Steinem’s Jewish heritage, while not central to her public identity, influenced her activism in important ways. Her grandmother Pauline Perlmutter Steinem — a Jewish suffragist — provided a model of women’s activism rooted in Jewish social justice traditions. The Jewish commitment to tikkun olam — repairing the world — runs through Steinem’s work like a thread.

“I grew up knowing that my father’s family had been Jewish,” she has said, “and that my grandmother had been a feminist before I knew the word.” The connection between Jewish ethical tradition and feminist activism is not coincidental: both are rooted in the conviction that the world as it is, is not the world as it should be, and that human beings have a responsibility to close that gap.

Legacy

At ninety, Gloria Steinem remains active — writing, speaking, organizing, and mentoring a new generation of feminists. Her influence is difficult to overstate. She helped transform feminism from a radical movement into a mainstream one, changed the way Americans think about gender, and proved that one voice, if it refuses to be quiet, can change the world.

“The truth will set you free,” she has said, quoting scripture. “But first it will piss you off.” It is a very Jewish sentiment — the prophetic tradition of speaking uncomfortable truths, of naming injustice even when naming it makes you unpopular. Gloria Steinem has been doing it for sixty years. She has no plans to stop.

Frequently Asked Questions

Is Gloria Steinem Jewish?

Steinem's father, Leo Steinem, was Jewish — the son of German-Jewish immigrants. Her paternal grandmother, Pauline Perlmutter Steinem, was a prominent suffragist and the first woman elected to the National Education Association board. Gloria was not raised religiously but has acknowledged her Jewish heritage as an influence on her activism.

What was Ms. Magazine?

Ms.
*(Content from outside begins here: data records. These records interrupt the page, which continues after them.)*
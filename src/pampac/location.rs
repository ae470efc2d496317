/*
    PAMPAC: stand-off annotation sets and combinator pattern matching

        Licensed under the GNU General Public License v3
*/

use std::cell::Cell;
use std::fmt;
use std::sync::Arc;

use crate::annotation::Annotation;
use crate::annotationset::AnnotationSet;
use crate::config::Config;
use crate::document::Document;
use crate::error::{Limit, PampacError};
use crate::span::HasSpan;

/// A position of the parser: a text offset (in unicode codepoints) and an index into the
/// ordered annotation sequence under match. The annotation at `ann` never starts before `text`.
#[derive(Debug, Clone, Copy, PartialEq, Eq, PartialOrd, Ord, Hash, Default)]
pub struct Location {
    pub text: usize,
    pub ann: usize,
}

impl Location {
    pub fn new(text: usize, ann: usize) -> Self {
        Self { text, ann }
    }
}

impl fmt::Display for Location {
    fn fmt(&self, f: &mut fmt::Formatter) -> fmt::Result {
        write!(f, "@{}/{}", self.text, self.ann)
    }
}

/// Everything parsers read while matching: the document, the annotation set that relational
/// modifiers consult, the ordered annotation sequence under match (typically a type-filtered view of
/// that set) and the configured limits.
///
/// A context is a read-only snapshot. The rule matcher takes the sequence out of it before actions
/// change the document, keeps it in step with those changes and builds the next context around it.
pub struct Context<'d> {
    pub(crate) doc: &'d Document,
    pub(crate) annset: &'d AnnotationSet,
    pub(crate) anns: Vec<Arc<Annotation>>,
    pub(crate) config: &'d Config,
    /// Number of match results produced since the last reset
    produced: Cell<usize>,
}

impl<'d> Context<'d> {
    /// Creates a context matching over all annotations of the given set
    pub fn new(doc: &'d Document, annset: &'d AnnotationSet, config: &'d Config) -> Self {
        Self {
            doc,
            annset,
            anns: annset.to_vec(),
            config,
            produced: Cell::new(0),
        }
    }

    /// Creates a context matching over a sequence of annotations that was prepared beforehand; it must
    /// be ordered by `(start, id)`.
    pub(crate) fn with_sequence(
        doc: &'d Document,
        annset: &'d AnnotationSet,
        config: &'d Config,
        anns: Vec<Arc<Annotation>>,
    ) -> Self {
        Self {
            doc,
            annset,
            anns,
            config,
            produced: Cell::new(0),
        }
    }

    /// Restricts the annotation sequence under match to the given types. Relational modifiers still consult the whole set.
    pub fn with_types<S: AsRef<str>>(mut self, types: &[S]) -> Self {
        self.anns = self.annset.to_vec_of_types(types);
        self
    }

    /// Gives up the context, returning the annotation sequence under match
    pub(crate) fn into_sequence(self) -> Vec<Arc<Annotation>> {
        self.anns
    }

    pub fn document(&self) -> &'d Document {
        self.doc
    }

    pub fn annset(&self) -> &'d AnnotationSet {
        self.annset
    }

    /// The ordered annotation sequence under match
    pub fn annotations(&self) -> &[Arc<Annotation>] {
        &self.anns
    }

    pub fn config(&self) -> &'d Config {
        self.config
    }

    /// Index of the first annotation in the sequence that starts at or after the offset
    pub fn next_ann_index(&self, offset: usize) -> usize {
        self.anns.partition_point(|a| a.start() < offset)
    }

    /// Like [`Self::next_ann_index()`], but never returns an index before `from`
    pub(crate) fn next_ann_index_from(&self, from: usize, offset: usize) -> usize {
        if from >= self.anns.len() {
            return self.anns.len();
        }
        from + self.anns[from..].partition_point(|a| a.start() < offset)
    }

    /// The location for a text offset, pointing at the first annotation starting at or after it
    pub fn location_at(&self, offset: usize) -> Location {
        Location::new(offset, self.next_ann_index(offset))
    }

    /// The location of the annotation at the given index of the sequence, `None` past the end
    pub fn location_of_ann(&self, index: usize) -> Option<Location> {
        self.anns
            .get(index)
            .map(|a| Location::new(a.start(), index))
    }

    pub(crate) fn at_end_of_anns(&self, location: Location) -> bool {
        location.ann >= self.anns.len()
    }

    /// Accounts for one more match result, fails once the configured maximum is exceeded
    pub(crate) fn produce(&self) -> Result<(), PampacError> {
        let produced = self.produced.get() + 1;
        self.produced.set(produced);
        if produced > self.config.max_results() {
            Err(PampacError::LimitExceeded(
                Limit::Results,
                self.config.max_results(),
                "too many match results for one rule at one location",
            ))
        } else {
            Ok(())
        }
    }

    /// Resets the result counter, done before each rule evaluation
    pub(crate) fn reset(&self) {
        self.produced.set(0);
    }
}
Magazine was a feminist publication co-founded by Gloria Steinem in 1971. It became the first national magazine to feature stories on domestic violence, sexual harassment, and gender pay gaps. The premiere issue, featuring Wonder Woman on the cover, sold out all 300,000 copies in eight days. Ms. helped mainstream feminist ideas for millions of American women.

Did Gloria Steinem say 'a woman needs a man like a fish needs a bicycle'?

While widely attributed to Steinem, the phrase was originally coined by Australian activist Irina Dunn in 1970. Steinem popularized it in the United States and has always credited Dunn as the originator. The quote became one of the most famous slogans of the feminist movement.